Nel 1961 il modello Z viene ridenominato D o De Luxe ed affiancato nello stesso anno dal modello S o Supreme aggiornato e perfezionato in alcune caratteristiche per aumentarne precisione ed affidabilità. I due modelli hanno magazzini e mirini non compatibili tra loro. Hanno invece in comune, come detto sopra, il particolare meccanismo di movimento dello specchio, le ottiche Nikkor e l’otturatore con una robusta tendina in tela gommata che sarà un’altra caratteristica comune a tutta la linea di modelli S e della successiva serie EC.
Nella mente di Yoshino doveva aver certo balenato l’idea di sviluppare una fotocamera che almeno in parte si ispirasse ad Hasselblad. Magazzini, mirini, ottiche intercambiabili ed una forma che ricorda la reflex 6×6 svedese non possono essere frutto di un caso.
Per quanto il progetto sembri in apparenza molto simile, il modello messo a punto da Yoshino ha tuttavia alcune nuove ed interessanti soluzioni che caratterizzeranno gli apparecchi Bronica sino all’inizio degli anni ’70.

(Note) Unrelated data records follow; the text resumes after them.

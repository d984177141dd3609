use axum::{
    body::{to_bytes, Body},
    http::{header, Method, Request, StatusCode},
    Router,
};
use serde_json::{json, Value};
use tempfile::tempdir;
use tower::ServiceExt;
use rightsbook_server::{api::app_router, build_state, config::Config};

async fn build_test_router(extra: &[(&str, String)]) -> Router {
    let mut vars: Vec<(String, String)> = vec![("RB_STORAGE".into(), "memory".into())];
    vars.extend(extra.iter().map(|(k, v)| (k.to_string(), v.clone())));
    let config = Config::from_lookup(|key| {
        vars.iter()
            .rev()
            .find(|(k, _)| k == key)
            .map(|(_, v)| v.clone())
    })
    .unwrap();
    let state = build_state(&config).await.unwrap();
    app_router(state, &config)
}

async fn send(app: &Router, method: Method, uri: &str, body: Option<Value>) -> (StatusCode, Value) {
    let builder = Request::builder().method(method).uri(uri);
    let request = match body {
        Some(json) => builder
            .header(header::CONTENT_TYPE, "application/json")
            .body(Body::from(json.to_string()))
            .unwrap(),
        None => builder.body(Body::empty()).unwrap(),
    };
    read(app.clone().oneshot(request).await.unwrap()).await
}

async fn read(response: axum::response::Response) -> (StatusCode, Value) {
    let status = response.status();
    let bytes = to_bytes(response.into_body(), usize::MAX).await.unwrap();
    let value = if bytes.is_empty() {
        Value::Null
    } else {
        serde_json::from_slice(&bytes).unwrap_or_else(|_| Value::String(String::from_utf8_lossy(&bytes).into()))
    };
    (status, value)
}

async fn announce(app: &Router, text: &str, message_id: Option<&str>) -> (StatusCode, Value) {
    let mut builder = Request::builder()
        .method(Method::POST)
        .uri("/api/v1/announcements")
        .header(header::CONTENT_TYPE, "text/plain");
    if let Some(id) = message_id {
        builder = builder.header("X-Message-Id", id);
    }
    let request = builder.body(Body::from(text.to_string())).unwrap();
    read(app.clone().oneshot(request).await.unwrap()).await
}

async fn register(app: &Router, symbol: &str, kind: &str) {
    let (status, _) = send(
        app,
        Method::POST,
        "/api/v1/securities",
        Some(json!({ "symbol": symbol, "kind": kind })),
    )
    .await;
    assert_eq!(status, StatusCode::CREATED);
}

async fn adjust(app: &Router, portfolio: &str, symbol: &str, delta: i64) {
    let (status, _) = send(
        app,
        Method::POST,
        &format!("/api/v1/portfolios/{portfolio}/adjustments"),
        Some(json!({ "symbol": symbol, "delta": delta })),
    )
    .await;
    assert_eq!(status, StatusCode::CREATED);
}

async fn holding(app: &Router, portfolio: &str, symbol: &str) -> i64 {
    let (status, body) = send(
        app,
        Method::GET,
        &format!("/api/v1/portfolios/{portfolio}/holdings"),
        None,
    )
    .await;
    assert_eq!(status, StatusCode::OK);
    body["positions"][symbol].as_i64().unwrap_or(0)
}

async fn seeded_router() -> Router {
    let app = build_test_router(&[]).await;
    register(&app, "FOOLAD", "STOCK").await;
    register(&app, "FOOLAD_X", "RIGHT").await;
    app
}

#[tokio::test]
async fn healthz_works() {
    let app = build_test_router(&[]).await;
    let response = app
        .oneshot(Request::builder().uri("/api/v1/healthz").body(Body::empty()).unwrap())
        .await
        .unwrap();
    assert_eq!(response.status(), 200);
}

#[tokio::test]
async fn securities_are_listed_after_registration() {
    let app = seeded_router().await;
    let (status, body) = send(&app, Method::GET, "/api/v1/securities", None).await;
    assert_eq!(status, StatusCode::OK);
    let symbols: Vec<&str> = body
        .as_array()
        .unwrap()
        .iter()
        .map(|s| s["symbol"].as_str().unwrap())
        .collect();
    assert_eq!(symbols, vec!["FOOLAD", "FOOLAD_X"]);
}

#[tokio::test]
async fn capital_raise_then_trade_then_use() {
    let app = seeded_router().await;
    adjust(&app, "p1", "FOOLAD", 100).await;

    let (status, grants) = announce(&app, "CAPITAL_RAISE FOOLAD 1.2", Some("jms-1")).await;
    assert_eq!(status, StatusCode::OK);
    assert_eq!(grants.as_array().unwrap().len(), 1);
    assert_eq!(grants[0]["actionRef"], "jms-1");
    assert_eq!(holding(&app, "p1", "FOOLAD_X").await, 120);

    let (status, _) = send(
        &app,
        Method::POST,
        "/api/v1/rights/buy",
        Some(json!({ "portfolioId": "p1", "rightSymbol": "FOOLAD_X", "quantity": 30, "price": 120 })),
    )
    .await;
    assert_eq!(status, StatusCode::OK);
    assert_eq!(holding(&app, "p1", "FOOLAD_X").await, 150);

    let (status, outcome) = send(
        &app,
        Method::POST,
        "/api/v1/rights/use",
        Some(json!({ "portfolioId": "p1", "rightSymbol": "FOOLAD_X", "quantity": 40, "requestRef": "use-1" })),
    )
    .await;
    assert_eq!(status, StatusCode::OK);
    assert_eq!(outcome["burned"]["delta"], -40);
    assert_eq!(outcome["minted"]["delta"], 40);
    assert_eq!(holding(&app, "p1", "FOOLAD_X").await, 110);
    assert_eq!(holding(&app, "p1", "FOOLAD").await, 140);

    let (status, events) = send(&app, Method::GET, "/api/v1/portfolios/p1/events", None).await;
    assert_eq!(status, StatusCode::OK);
    let events = events.as_array().unwrap();
    assert_eq!(events.len(), 5);
    assert!(events
        .iter()
        .any(|e| e["description"].as_str().unwrap().contains("Used 40 of FOOLAD_X")));
}

#[tokio::test]
async fn overselling_is_a_conflict() {
    let app = seeded_router().await;
    adjust(&app, "p1", "FOOLAD_X", 120).await;

    let (status, body) = send(
        &app,
        Method::POST,
        "/api/v1/rights/sell",
        Some(json!({ "portfolioId": "p1", "rightSymbol": "FOOLAD_X", "quantity": 121, "price": 10 })),
    )
    .await;
    assert_eq!(status, StatusCode::CONFLICT);
    assert_eq!(body["code"], 409);
    assert!(body["message"].as_str().unwrap().contains("requested 121, available 120"));
    assert_eq!(holding(&app, "p1", "FOOLAD_X").await, 120);
}

#[tokio::test]
async fn error_statuses_follow_the_error_kind() {
    let app = seeded_router().await;

    let (status, _) = send(
        &app,
        Method::POST,
        "/api/v1/rights/buy",
        Some(json!({ "portfolioId": "p1", "rightSymbol": "FOOLAD_X", "quantity": 0, "price": 1 })),
    )
    .await;
    assert_eq!(status, StatusCode::BAD_REQUEST);

    let (status, _) = send(
        &app,
        Method::POST,
        "/api/v1/rights/buy",
        Some(json!({ "portfolioId": "p1", "rightSymbol": "NOPE_X", "quantity": 1, "price": 1 })),
    )
    .await;
    assert_eq!(status, StatusCode::NOT_FOUND);

    let (status, _) = announce(&app, "CAPITAL_RAISE FOOLAD", None).await;
    assert_eq!(status, StatusCode::BAD_REQUEST);

    let (status, _) = send(
        &app,
        Method::POST,
        "/api/v1/portfolios/p1/adjustments",
        Some(json!({ "symbol": "FOOLAD", "delta": 0 })),
    )
    .await;
    assert_eq!(status, StatusCode::BAD_REQUEST);
}

#[tokio::test]
async fn holdings_as_of_cutoff_and_portfolio_listing() {
    let app = seeded_router().await;
    let (status, empty) = send(&app, Method::GET, "/api/v1/portfolios/p9/holdings?asOf=2000-01-01T00:00:00Z", None).await;
    assert_eq!(status, StatusCode::OK);
    assert!(empty["positions"].as_object().unwrap().is_empty());

    adjust(&app, "p2", "FOOLAD", 5).await;
    adjust(&app, "p1", "FOOLAD", 7).await;

    let (_, before) = send(&app, Method::GET, "/api/v1/portfolios/p1/holdings?asOf=2000-01-01T00:00:00Z", None).await;
    assert!(before["positions"].as_object().unwrap().is_empty());
    assert_eq!(before["asOf"], "2000-01-01T00:00:00Z");

    let (_, ids) = send(&app, Method::GET, "/api/v1/portfolios", None).await;
    assert_eq!(ids, json!(["p1", "p2"]));
}

#[tokio::test]
async fn sqlite_backend_persists_events() {
    let tmp = tempdir().unwrap();
    let db_path = tmp.path().join("test.db").to_string_lossy().to_string();
    let extra = [("RB_STORAGE", "sqlite".to_string()), ("RB_DB_PATH", db_path)];

    let app = build_test_router(&extra).await;
    register(&app, "FOO", "STOCK").await;
    adjust(&app, "p1", "FOO", 12).await;
    assert_eq!(holding(&app, "p1", "FOO").await, 12);

    let reopened = build_test_router(&extra).await;
    assert_eq!(holding(&reopened, "p1", "FOO").await, 12);
}
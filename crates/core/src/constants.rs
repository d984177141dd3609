/// Suffix appended to a stock symbol to form the symbol of its right.
pub const RIGHT_SYMBOL_SUFFIX: &str = "_X";

/// Fixed price paid per right when it is converted into the underlying stock.
pub const RIGHT_USAGE_PRICE_PER_RIGHT: i64 = 100;

/// Sub-second precision (digits) kept on event timestamps.
pub const TIMESTAMP_SUBSEC_DIGITS: u16 = 6;

/// Display format used in event descriptions.
pub const DESCRIPTION_DATETIME_FORMAT: &str = "%Y-%m-%d %H:%M";
use chrono::{DateTime, Utc};
use serde::Serialize;
use std::collections::BTreeMap;

use crate::securities::normalize_symbol;

/// Net signed volume per symbol for one portfolio.
///
/// Derived, never persisted. Symbols whose net is exactly zero are absent, so
/// a security never held looks the same as one fully liquidated. Negative
/// nets are kept as-is.
#[derive(Debug, Clone, PartialEq, Eq, Serialize)]
#[serde(rename_all = "camelCase")]
pub struct HoldingSnapshot {
    pub portfolio_id: String,
    /// Cutoff the snapshot was bounded by; `None` means the whole log.
    pub as_of: Option<DateTime<Utc>>,
    positions: BTreeMap<String, i64>,
}

impl HoldingSnapshot {
    pub(crate) fn from_totals(
        portfolio_id: &str,
        as_of: Option<DateTime<Utc>>,
        totals: BTreeMap<String, i128>,
    ) -> Self {
        // Only the final net is clamped into i64.
        let positions = totals
            .into_iter()
            .filter(|(_, net)| *net != 0)
            .map(|(symbol, net)| (symbol, net.clamp(i64::MIN as i128, i64::MAX as i128) as i64))
            .collect();
        Self {
            portfolio_id: portfolio_id.to_string(),
            as_of,
            positions,
        }
    }

    /// Net volume of `symbol`, zero when absent.
    pub fn volume_of(&self, symbol: &str) -> i64 {
        self.positions
            .get(&normalize_symbol(symbol))
            .copied()
            .unwrap_or(0)
    }

    pub fn positions(&self) -> &BTreeMap<String, i64> {
        &self.positions
    }

    pub fn is_empty(&self) -> bool {
        self.positions.is_empty()
    }

    pub fn len(&self) -> usize {
        self.positions.len()
    }
}
//! Event log module - the append-only store of security change events.

mod event_description;
mod event_log_model;
mod event_log_traits;
mod in_memory_event_log;



pub use event_description::describe_event;
pub use event_log_model::{ActionType, SecurityChangeEvent};
pub use event_log_traits::EventLogRepositoryTrait;
pub use in_memory_event_log::InMemoryEventLog;
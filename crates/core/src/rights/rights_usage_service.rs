use async_trait::async_trait;
use chrono::Utc;
use log::{info, warn};
use rust_decimal::Decimal;
use std::sync::Arc;
use uuid::Uuid;

use super::{RightUsageOutcome, RightUsageRequest, RightUsageServiceTrait};
use crate::constants::RIGHT_USAGE_PRICE_PER_RIGHT;
use crate::errors::{Error, Result};
use crate::event_log::{ActionType, EventLogRepositoryTrait, SecurityChangeEvent};
use crate::holdings::HoldingsServiceTrait;
use crate::securities::{
    is_right_symbol, normalize_symbol, require_security, stock_of, SecurityKind,
    SecurityRegistryTrait,
};
use crate::utils::PortfolioLocks;

/// Converts rights into the underlying stock at a fixed price per right.
pub struct RightUsageService {
    event_log: Arc<dyn EventLogRepositoryTrait>,
    holdings_service: Arc<dyn HoldingsServiceTrait>,
    securities: Arc<dyn SecurityRegistryTrait>,
    locks: Arc<PortfolioLocks>,
}

impl RightUsageService {
    pub fn new(
        event_log: Arc<dyn EventLogRepositoryTrait>,
        holdings_service: Arc<dyn HoldingsServiceTrait>,
        securities: Arc<dyn SecurityRegistryTrait>,
        locks: Arc<PortfolioLocks>,
    ) -> Self {
        Self {
            event_log,
            holdings_service,
            securities,
            locks,
        }
    }
}

#[async_trait]
impl RightUsageServiceTrait for RightUsageService {
    async fn use_rights(&self, request: RightUsageRequest) -> Result<RightUsageOutcome> {
        request.validate()?;
        let right_symbol = normalize_symbol(&request.right_symbol);
        if !is_right_symbol(&right_symbol) {
            return Err(Error::invalid_argument(format!(
                "{} is not a right symbol",
                right_symbol
            )));
        }
        let right = require_security(self.securities.as_ref(), &right_symbol, SecurityKind::Right)?;
        let stock = require_security(
            self.securities.as_ref(),
            &stock_of(&right.symbol),
            SecurityKind::Stock,
        )?;

        let quantity = request.quantity;
        let portfolio_id = request.portfolio_id;
        let _guard = self.locks.lock(&portfolio_id).await;

        let available = self.holdings_service.available(&portfolio_id, &right.symbol)?;
        if available < quantity {
            warn!(
                "Rejected usage of {} {} for portfolio {}: only {} held",
                quantity, right.symbol, portfolio_id, available
            );
            return Err(Error::InsufficientRights {
                symbol: right.symbol,
                requested: quantity,
                available,
            });
        }

        // Both legs share one timestamp and one correlation reference.
        let reference = request
            .request_ref
            .unwrap_or_else(|| Uuid::new_v4().to_string());
        let timestamp = SecurityChangeEvent::logical_time(Utc::now());
        let price = Decimal::from(RIGHT_USAGE_PRICE_PER_RIGHT);

        let burn = SecurityChangeEvent::new(
            portfolio_id.as_str(),
            &right.symbol,
            -quantity,
            ActionType::RightUsage,
        )?
        .at(timestamp)
        .with_action_ref(Some(reference.clone()));
        let mint = SecurityChangeEvent::new(
            portfolio_id.as_str(),
            &stock.symbol,
            quantity,
            ActionType::RightUsage,
        )?
        .at(timestamp)
        .with_action_ref(Some(reference.clone()))
        .with_unit_price(Some(price));

        let mut committed = self.event_log.append_all(vec![burn, mint]).await?;
        let (Some(minted), Some(burned)) = (committed.pop(), committed.pop()) else {
            return Err(Error::Unexpected(format!(
                "Usage {} committed an incomplete batch",
                reference
            )));
        };

        info!(
            "Used {} of {} for portfolio {} (ref {})",
            quantity, right.symbol, portfolio_id, reference
        );
        Ok(RightUsageOutcome {
            burned,
            minted,
            total_cost: price * Decimal::from(quantity),
        })
    }
}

Queste soluzioni sono frutto di una sofisticata progettazione che, con tutta probabilità, sconta l’adozione di schemi ottici già pronti che richiedevano una distanza dalla lente posteriore al piano focale molto ridotta, tanto comunque da impedire il posizionamento di uno specchio reflex con il meccanismo di sollevamento tradizionale.
L’ottica standard sulla quale viene progettato già il modello Z, è prodotta dalla Nippon Kogaku e marchiata, ovviamente, Nikkor. Si tratta di un 75 mm 2.8 con uno schema a cinque lenti dalle caratteristiche eccellenti ed in grado di competere con il Planar 2.8 montato sulla Hasselblad 500C.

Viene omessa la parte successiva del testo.